> Exercise aim
Whenever a line in the material below includes "Serialize", copy that line.
+===+
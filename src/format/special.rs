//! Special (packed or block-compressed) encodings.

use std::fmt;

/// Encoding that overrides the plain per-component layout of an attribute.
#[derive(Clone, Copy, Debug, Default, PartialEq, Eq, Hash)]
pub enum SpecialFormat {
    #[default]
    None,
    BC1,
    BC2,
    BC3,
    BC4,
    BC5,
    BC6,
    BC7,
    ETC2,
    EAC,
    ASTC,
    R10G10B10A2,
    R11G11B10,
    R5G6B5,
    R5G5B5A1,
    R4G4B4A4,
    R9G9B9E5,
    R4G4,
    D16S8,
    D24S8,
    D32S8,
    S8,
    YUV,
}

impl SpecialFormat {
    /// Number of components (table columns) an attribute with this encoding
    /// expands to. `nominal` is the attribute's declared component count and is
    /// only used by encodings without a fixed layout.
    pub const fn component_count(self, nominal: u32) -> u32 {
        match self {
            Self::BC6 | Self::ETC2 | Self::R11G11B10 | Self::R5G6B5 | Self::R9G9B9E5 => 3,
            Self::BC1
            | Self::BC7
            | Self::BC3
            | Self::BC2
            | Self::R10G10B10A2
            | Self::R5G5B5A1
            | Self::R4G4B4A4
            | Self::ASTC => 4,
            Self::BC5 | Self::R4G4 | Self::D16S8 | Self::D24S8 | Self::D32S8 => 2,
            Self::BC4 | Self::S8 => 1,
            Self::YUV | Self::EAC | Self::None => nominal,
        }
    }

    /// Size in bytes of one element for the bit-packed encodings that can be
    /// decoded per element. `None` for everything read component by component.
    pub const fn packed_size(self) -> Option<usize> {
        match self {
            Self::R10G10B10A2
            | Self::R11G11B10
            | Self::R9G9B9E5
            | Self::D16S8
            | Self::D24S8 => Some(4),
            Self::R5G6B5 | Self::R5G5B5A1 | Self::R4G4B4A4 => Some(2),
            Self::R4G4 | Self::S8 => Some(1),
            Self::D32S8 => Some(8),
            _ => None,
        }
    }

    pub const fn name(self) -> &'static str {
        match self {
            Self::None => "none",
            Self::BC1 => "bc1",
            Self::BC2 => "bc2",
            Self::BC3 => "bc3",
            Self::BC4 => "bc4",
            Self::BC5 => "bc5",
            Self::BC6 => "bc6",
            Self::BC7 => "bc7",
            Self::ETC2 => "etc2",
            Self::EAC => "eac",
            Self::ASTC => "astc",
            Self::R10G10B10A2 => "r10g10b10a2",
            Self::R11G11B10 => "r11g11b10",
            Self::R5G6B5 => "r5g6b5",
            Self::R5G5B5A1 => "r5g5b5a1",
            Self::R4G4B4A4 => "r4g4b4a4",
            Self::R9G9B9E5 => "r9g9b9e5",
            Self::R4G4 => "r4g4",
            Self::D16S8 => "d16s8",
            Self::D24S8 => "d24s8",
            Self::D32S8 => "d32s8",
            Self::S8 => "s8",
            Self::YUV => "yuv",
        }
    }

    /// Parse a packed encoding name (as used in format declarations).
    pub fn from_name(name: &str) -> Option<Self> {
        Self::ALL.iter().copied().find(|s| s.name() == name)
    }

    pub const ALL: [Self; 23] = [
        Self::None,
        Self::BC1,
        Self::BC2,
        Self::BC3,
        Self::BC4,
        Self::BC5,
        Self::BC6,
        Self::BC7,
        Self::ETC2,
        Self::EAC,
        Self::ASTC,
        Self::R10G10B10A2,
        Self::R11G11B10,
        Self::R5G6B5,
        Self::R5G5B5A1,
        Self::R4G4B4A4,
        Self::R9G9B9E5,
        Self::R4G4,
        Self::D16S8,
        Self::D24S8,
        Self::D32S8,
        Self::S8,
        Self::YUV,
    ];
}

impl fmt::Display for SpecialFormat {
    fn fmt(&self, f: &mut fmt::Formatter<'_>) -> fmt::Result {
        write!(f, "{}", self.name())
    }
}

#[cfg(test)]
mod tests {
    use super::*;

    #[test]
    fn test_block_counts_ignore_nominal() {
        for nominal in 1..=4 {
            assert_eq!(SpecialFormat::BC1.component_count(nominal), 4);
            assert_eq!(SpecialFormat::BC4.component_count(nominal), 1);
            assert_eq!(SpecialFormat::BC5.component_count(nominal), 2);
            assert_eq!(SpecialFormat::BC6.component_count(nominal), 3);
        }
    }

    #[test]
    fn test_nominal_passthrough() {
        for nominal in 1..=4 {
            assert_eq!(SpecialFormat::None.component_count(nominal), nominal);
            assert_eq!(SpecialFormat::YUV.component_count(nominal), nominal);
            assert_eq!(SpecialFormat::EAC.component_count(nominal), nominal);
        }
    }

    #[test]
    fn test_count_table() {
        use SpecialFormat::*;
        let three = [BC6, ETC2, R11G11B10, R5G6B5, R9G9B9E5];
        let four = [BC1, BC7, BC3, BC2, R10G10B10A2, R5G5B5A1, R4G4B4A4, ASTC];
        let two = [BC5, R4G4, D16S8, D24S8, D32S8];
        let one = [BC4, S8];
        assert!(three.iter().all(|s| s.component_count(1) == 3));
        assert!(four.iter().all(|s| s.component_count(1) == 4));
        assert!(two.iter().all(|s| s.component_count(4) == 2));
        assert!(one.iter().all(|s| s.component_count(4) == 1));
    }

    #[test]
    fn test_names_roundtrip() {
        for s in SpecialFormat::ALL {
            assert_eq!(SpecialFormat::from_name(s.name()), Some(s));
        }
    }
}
+===+
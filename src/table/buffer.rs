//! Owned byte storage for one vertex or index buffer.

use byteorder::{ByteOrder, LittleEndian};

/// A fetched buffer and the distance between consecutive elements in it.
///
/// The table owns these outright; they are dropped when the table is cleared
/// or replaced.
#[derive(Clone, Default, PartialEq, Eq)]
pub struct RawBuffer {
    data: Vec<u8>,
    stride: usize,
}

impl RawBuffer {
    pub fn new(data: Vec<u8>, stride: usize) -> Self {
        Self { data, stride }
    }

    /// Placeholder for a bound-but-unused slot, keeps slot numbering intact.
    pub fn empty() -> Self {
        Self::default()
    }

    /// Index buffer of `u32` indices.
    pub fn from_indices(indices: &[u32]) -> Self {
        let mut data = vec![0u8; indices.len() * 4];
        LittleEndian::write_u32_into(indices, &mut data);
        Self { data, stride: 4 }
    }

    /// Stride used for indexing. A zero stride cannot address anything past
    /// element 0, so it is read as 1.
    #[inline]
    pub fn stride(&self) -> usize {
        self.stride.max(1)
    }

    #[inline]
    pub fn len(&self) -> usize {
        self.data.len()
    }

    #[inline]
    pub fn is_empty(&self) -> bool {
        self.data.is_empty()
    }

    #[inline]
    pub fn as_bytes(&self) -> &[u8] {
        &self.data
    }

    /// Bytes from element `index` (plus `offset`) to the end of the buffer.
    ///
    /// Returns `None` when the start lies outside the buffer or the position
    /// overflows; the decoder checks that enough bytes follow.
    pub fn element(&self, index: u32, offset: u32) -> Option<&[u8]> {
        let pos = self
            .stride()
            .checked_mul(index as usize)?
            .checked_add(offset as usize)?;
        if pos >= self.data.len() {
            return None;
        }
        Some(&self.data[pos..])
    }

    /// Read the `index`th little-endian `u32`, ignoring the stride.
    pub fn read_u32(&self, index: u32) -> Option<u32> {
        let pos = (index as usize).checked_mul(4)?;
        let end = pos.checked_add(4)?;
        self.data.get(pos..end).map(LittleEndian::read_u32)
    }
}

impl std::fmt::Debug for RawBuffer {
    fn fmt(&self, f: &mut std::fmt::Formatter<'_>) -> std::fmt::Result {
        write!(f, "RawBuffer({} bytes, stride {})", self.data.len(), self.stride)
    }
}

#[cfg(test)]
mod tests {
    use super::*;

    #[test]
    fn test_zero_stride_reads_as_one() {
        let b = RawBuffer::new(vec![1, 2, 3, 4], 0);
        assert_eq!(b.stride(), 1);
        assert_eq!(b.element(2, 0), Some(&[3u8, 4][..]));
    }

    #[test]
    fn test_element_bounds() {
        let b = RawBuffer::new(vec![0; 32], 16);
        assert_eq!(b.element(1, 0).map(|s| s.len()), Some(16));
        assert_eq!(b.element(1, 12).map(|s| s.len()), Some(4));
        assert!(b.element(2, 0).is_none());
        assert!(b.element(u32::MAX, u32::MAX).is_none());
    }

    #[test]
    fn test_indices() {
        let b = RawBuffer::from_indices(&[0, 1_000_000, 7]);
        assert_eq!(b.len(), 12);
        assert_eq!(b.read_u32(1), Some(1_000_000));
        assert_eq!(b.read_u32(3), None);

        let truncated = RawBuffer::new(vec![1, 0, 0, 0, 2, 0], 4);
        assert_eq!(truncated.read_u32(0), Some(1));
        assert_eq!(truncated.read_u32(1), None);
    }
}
+===+
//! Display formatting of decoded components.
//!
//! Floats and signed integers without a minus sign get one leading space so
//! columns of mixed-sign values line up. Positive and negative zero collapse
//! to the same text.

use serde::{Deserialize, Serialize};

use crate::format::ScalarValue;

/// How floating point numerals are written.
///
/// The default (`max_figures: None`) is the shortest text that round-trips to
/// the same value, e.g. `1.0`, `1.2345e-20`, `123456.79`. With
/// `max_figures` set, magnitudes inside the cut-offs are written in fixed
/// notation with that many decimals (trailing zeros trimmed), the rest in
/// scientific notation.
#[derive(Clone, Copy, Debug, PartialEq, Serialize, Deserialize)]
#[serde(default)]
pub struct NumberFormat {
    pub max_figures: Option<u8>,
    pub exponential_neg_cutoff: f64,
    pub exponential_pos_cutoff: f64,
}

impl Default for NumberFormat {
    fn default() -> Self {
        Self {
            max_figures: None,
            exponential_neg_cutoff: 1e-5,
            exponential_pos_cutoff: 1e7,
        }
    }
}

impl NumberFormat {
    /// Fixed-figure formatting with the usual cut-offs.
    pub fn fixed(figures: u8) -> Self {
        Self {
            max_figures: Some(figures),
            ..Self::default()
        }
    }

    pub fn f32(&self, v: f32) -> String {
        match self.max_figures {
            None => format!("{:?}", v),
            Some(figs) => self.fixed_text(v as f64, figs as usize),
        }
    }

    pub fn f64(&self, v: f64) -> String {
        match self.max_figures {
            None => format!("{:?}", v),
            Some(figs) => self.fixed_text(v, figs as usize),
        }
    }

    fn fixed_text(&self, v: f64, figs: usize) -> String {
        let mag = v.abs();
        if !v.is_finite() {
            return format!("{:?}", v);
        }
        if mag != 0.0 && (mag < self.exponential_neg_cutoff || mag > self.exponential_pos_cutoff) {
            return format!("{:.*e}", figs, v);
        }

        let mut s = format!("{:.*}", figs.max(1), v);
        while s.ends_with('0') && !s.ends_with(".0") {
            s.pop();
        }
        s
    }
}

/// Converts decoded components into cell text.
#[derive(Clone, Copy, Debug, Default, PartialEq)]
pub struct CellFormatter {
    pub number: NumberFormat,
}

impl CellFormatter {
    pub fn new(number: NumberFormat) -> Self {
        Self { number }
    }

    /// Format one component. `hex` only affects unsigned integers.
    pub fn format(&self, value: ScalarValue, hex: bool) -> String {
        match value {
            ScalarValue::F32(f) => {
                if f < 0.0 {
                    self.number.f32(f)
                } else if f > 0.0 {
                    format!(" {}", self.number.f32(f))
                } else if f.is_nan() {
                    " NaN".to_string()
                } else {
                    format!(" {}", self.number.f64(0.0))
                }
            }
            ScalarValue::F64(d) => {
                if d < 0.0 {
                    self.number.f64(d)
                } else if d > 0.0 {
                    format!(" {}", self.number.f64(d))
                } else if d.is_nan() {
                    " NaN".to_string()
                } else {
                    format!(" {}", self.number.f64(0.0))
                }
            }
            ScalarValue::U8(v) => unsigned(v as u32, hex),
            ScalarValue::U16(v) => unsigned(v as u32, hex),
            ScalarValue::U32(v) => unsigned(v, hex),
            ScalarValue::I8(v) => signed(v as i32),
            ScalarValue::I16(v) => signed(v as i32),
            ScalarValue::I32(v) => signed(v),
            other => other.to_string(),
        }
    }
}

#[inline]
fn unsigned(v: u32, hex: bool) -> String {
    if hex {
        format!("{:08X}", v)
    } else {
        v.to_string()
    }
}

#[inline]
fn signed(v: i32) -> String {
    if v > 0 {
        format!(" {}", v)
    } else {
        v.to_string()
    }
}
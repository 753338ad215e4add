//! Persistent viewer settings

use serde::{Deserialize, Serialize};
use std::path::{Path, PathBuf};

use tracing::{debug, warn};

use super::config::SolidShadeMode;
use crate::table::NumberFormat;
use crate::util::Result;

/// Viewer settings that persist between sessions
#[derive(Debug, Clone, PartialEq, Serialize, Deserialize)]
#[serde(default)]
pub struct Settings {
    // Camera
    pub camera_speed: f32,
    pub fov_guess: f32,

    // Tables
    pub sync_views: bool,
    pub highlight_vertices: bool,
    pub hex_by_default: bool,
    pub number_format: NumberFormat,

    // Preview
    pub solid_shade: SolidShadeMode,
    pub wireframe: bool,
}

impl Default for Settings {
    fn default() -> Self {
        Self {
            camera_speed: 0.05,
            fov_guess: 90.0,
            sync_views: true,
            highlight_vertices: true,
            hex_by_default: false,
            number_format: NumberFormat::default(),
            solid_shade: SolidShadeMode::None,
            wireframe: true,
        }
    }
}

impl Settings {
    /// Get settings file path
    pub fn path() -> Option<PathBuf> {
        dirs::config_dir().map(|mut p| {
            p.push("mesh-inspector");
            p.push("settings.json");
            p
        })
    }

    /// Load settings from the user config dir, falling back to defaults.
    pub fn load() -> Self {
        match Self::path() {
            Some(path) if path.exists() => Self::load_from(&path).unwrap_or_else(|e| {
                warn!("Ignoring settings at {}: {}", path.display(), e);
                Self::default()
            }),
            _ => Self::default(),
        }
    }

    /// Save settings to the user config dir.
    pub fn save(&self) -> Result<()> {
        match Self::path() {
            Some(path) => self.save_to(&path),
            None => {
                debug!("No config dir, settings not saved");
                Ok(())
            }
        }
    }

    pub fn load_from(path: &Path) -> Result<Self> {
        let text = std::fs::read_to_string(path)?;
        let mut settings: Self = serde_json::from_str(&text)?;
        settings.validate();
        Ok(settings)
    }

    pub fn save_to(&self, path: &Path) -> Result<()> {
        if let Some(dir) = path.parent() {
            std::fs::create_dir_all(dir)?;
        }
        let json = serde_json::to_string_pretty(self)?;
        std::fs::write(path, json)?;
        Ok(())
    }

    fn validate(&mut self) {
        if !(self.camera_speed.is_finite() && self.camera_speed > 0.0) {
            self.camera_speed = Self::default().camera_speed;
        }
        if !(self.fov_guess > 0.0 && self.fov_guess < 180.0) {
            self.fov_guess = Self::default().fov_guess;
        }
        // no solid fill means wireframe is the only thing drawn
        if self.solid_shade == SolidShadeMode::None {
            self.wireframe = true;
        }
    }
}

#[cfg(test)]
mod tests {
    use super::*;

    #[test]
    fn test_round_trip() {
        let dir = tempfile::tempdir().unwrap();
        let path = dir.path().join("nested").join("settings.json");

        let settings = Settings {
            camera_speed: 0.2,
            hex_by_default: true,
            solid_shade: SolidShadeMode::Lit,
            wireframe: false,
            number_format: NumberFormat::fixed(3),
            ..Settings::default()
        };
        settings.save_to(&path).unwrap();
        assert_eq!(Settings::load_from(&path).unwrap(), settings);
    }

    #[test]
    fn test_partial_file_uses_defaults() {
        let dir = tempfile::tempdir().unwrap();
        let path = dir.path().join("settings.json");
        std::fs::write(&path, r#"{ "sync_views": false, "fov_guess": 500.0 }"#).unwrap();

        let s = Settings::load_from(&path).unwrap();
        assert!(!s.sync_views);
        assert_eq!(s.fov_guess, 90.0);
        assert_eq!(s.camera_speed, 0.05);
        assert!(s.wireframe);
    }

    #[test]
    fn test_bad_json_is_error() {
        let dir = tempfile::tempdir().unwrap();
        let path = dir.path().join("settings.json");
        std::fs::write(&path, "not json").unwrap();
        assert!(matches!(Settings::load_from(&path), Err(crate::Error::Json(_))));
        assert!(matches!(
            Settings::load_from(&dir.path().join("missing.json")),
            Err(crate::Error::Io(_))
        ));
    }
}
+===+
> Written answer
use serde::{Deserialize, Serialize};
#[derive(Clone, Copy, Debug, PartialEq, Serialize, Deserialize)]
use serde::{Deserialize, Serialize};
#[derive(Debug, Clone, PartialEq, Serialize, Deserialize)]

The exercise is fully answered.